I just polished off the last slice of my very first home baked bread. It’s not a pretty loaf of bread. In fact, it just might be the least interesting looking bread you’ve ever laid eyes on. But, let me assure you, it is tasty. Admittedly, I’m already making plans to bake my second loaf because I enjoyed it that much. There is just something really special about homemade bread….warm and fresh from the oven slathered in butter, sliced and spread thickly with natural peanut butter, or as an accompaniment to your lunch or dinner…it just screams love, nuture, real food, no?!

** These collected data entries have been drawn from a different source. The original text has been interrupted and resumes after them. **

impl OperationManager {
    pub fn new(
        store: Arc<dyn StorageAdapter>,
        relayer: Arc<dyn RelayerApi>,
        chain_client: Arc<dyn ChainClient>,
        config: OperationManagerConfig,
    ) -> Self {
        Self {
            store,
            relayer,
            chain_client,
            config,
        }
    }

    /// Create a new operation record in `created` state and prune the
    /// history to the configured cap, oldest first.
    pub async fn create_operation(
        &self,
        op_type: &str,
        chain_id: Option<u64>,
        token_id: Option<String>,
        detail: Option<serde_json::Value>,
    ) -> Result<OperationRecord> {
        let op = OperationRecord {
            id: uuid::Uuid::new_v4().to_string(),
            op_type: op_type.to_string(),
            status: OperationStatus::Created,
            created_at: now_ms(),
            chain_id,
            token_id,
            request_url: None,
            relayer_tx_hash: None,
            tx_hash: None,
            detail,
            error: None,
        };
        self.store.put_operation(&op).await?;

        let pruned = self
            .store
            .prune_operations(self.config.max_operations)
            .await?;
        if !pruned.is_empty() {
            debug!(count = pruned.len(), "pruned old operations");
        }

        Ok(op)
    }

    pub async fn get_operation(&self, id: &str) -> Result<Option<OperationRecord>> {
        self.store.get_operation(id).await
    }

    pub async fn list_operations(&self, query: &OperationQuery) -> Result<Page<OperationRecord>> {
        self.store.list_operations(query).await
    }

    async fn load(&self, id: &str) -> Result<OperationRecord> {
        self.store
            .get_operation(id)
            .await?
            .ok_or_else(|| Error::relayer(format!("unknown operation {}", id)))
    }

    async fn record_failure(
        &self,
        mut op: OperationRecord,
        err: &Error,
        request_url: Option<&str>,
    ) {
        op.status = OperationStatus::Failed;
        op.error = Some(err.to_string());
        if let Some(url) = request_url {
            op.request_url = Some(url.to_string());
        }
        // Best effort: the original error matters more than this write.
        if let Err(store_err) = self.store.put_operation(&op).await {
            tracing::warn!(op_id = %op.id, error = %store_err, "failed to record operation failure");
        }
    }

    /// Submit to the relayer. Success moves the operation to `submitted`
    /// and records the relayer tx hash; failure is recorded and re-raised.
    pub async fn submit_relayer_request(
        &self,
        op_id: &str,
        request: &RelayerRequest,
        request_url: &str,
    ) -> Result<Hex> {
        let mut op = self.load(op_id).await?;

        match self.relayer.submit(request).await {
            Ok(relayer_tx_hash) => {
                op.status = OperationStatus::Submitted;
                op.request_url = Some(request_url.to_string());
                op.relayer_tx_hash = Some(relayer_tx_hash.clone());
                self.store.put_operation(&op).await?;
                Ok(relayer_tx_hash)
            }
            Err(err) => {
                self.record_failure(op, &err, Some(request_url)).await;
                Err(err)
            }
        }
    }

    /// Poll the relayer until the on-chain tx hash appears. The operation
    /// stays `submitted` on success (receipt confirmation is a separate
    /// step); timeout, abort and transport errors all fail it.
    pub async fn wait_relayer_tx_hash(
        &self,
        op_id: &str,
        interval_ms: u64,
        timeout_ms: u64,
        cancel: &CancellationToken,
    ) -> Result<Hex> {
        let mut op = self.load(op_id).await?;
        let relayer_tx_hash = op
            .relayer_tx_hash
            .clone()
            .ok_or_else(|| Error::relayer(format!("operation {} was never submitted", op_id)))?;

        let started = tokio::time::Instant::now();
        loop {
            if cancel.is_cancelled() {
                let err = Error::aborted(ErrorCode::Relayer);
                self.record_failure(op, &err, None).await;
                return Err(err);
            }
            if started.elapsed() >= Duration::from_millis(timeout_ms) {
                let err = Error::relayer(format!(
                    "relayer tx hash not available within {} ms",
                    timeout_ms
                ));
                self.record_failure(op, &err, None).await;
                return Err(err);
            }

            match self.relayer.tx_hash(&relayer_tx_hash).await {
                Ok(Some(tx_hash)) => {
                    op.tx_hash = Some(tx_hash.clone());
                    self.store.put_operation(&op).await?;
                    return Ok(tx_hash);
                }
                Ok(None) => {
                    let sleep = Duration::from_millis(interval_ms);
                    tokio::select! {
                        _ = cancel.cancelled() => {
                            let err = Error::aborted(ErrorCode::Relayer);
                            self.record_failure(op, &err, None).await;
                            return Err(err);
                        }
                        _ = tokio::time::sleep(sleep) => {}
                    }
                }
                Err(err) => {
                    self.record_failure(op, &err, None).await;
                    return Err(err);
                }
            }
        }
    }

    /// Wait for the on-chain receipt via the chain client. Success confirms
    /// the operation; anything else fails it.
    pub async fn wait_for_transaction_receipt(
        &self,
        op_id: &str,
        opts: &ReceiptOptions,
    ) -> Result<TxReceipt> {
        let mut op = self.load(op_id).await?;
        let chain_id = op
            .chain_id
            .ok_or_else(|| Error::relayer(format!("operation {} has no chain", op_id)))?;
        let tx_hash = op
            .tx_hash
            .clone()
            .ok_or_else(|| Error::relayer(format!("operation {} has no tx hash", op_id)))?;

        match self.chain_client.wait_for_receipt(chain_id, &tx_hash, opts).await {
            Ok(receipt) if receipt.success => {
                op.status = OperationStatus::Confirmed;
                self.store.put_operation(&op).await?;
                Ok(receipt)
            }
            Ok(receipt) => {
                let err = Error::relayer(format!("transaction {} reverted", receipt.tx_hash));
                self.record_failure(op, &err, None).await;
                Err(err)
            }
            Err(err) => {
                self.record_failure(op, &err, None).await;
                Err(err)
            }
        }
    }
}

And, the best little bit? It’s quite simple to make! The recipe I adapted it from uses a white flour, wheat flour, rolled oat blend, but I stuck to wheat flour and rolled oats. I hope to be baking it a lot…I’m in love with the idea of Jack growing up with homemade bread always on the counter, of him growing older and thinking back fondly on his “mama’s whole wheat oat bread”. And, quite frankly, I’m completely into having it around for my daily peanut butter and bread breakfast. It’s quite the addition to a piping hot cup of strong, black coffee. I promise, it’s good, homemade eatin’….you should give it a try!


Whole Wheat Oat Bread
adapted from 101 Cookbooks


1 1/4 cups warm water (I just used hot water from a filtered tap)
1 packet active dry yeast
1 tablespoon honey
2 cups whole wheat flour (I used Bob’s Red Mill brand)
1 cup old fashioned rolled oats (not instant oats)
1 1/2 teaspoons Kosher salt
2 tablespoons butter, very soft or melted


In a measuring pitcher, sprinkle the yeast into the warm water and stir until the yeast dissolves. Stir in the honey and set aside for a few minutes, until the yeast blooms (about 10 minutes).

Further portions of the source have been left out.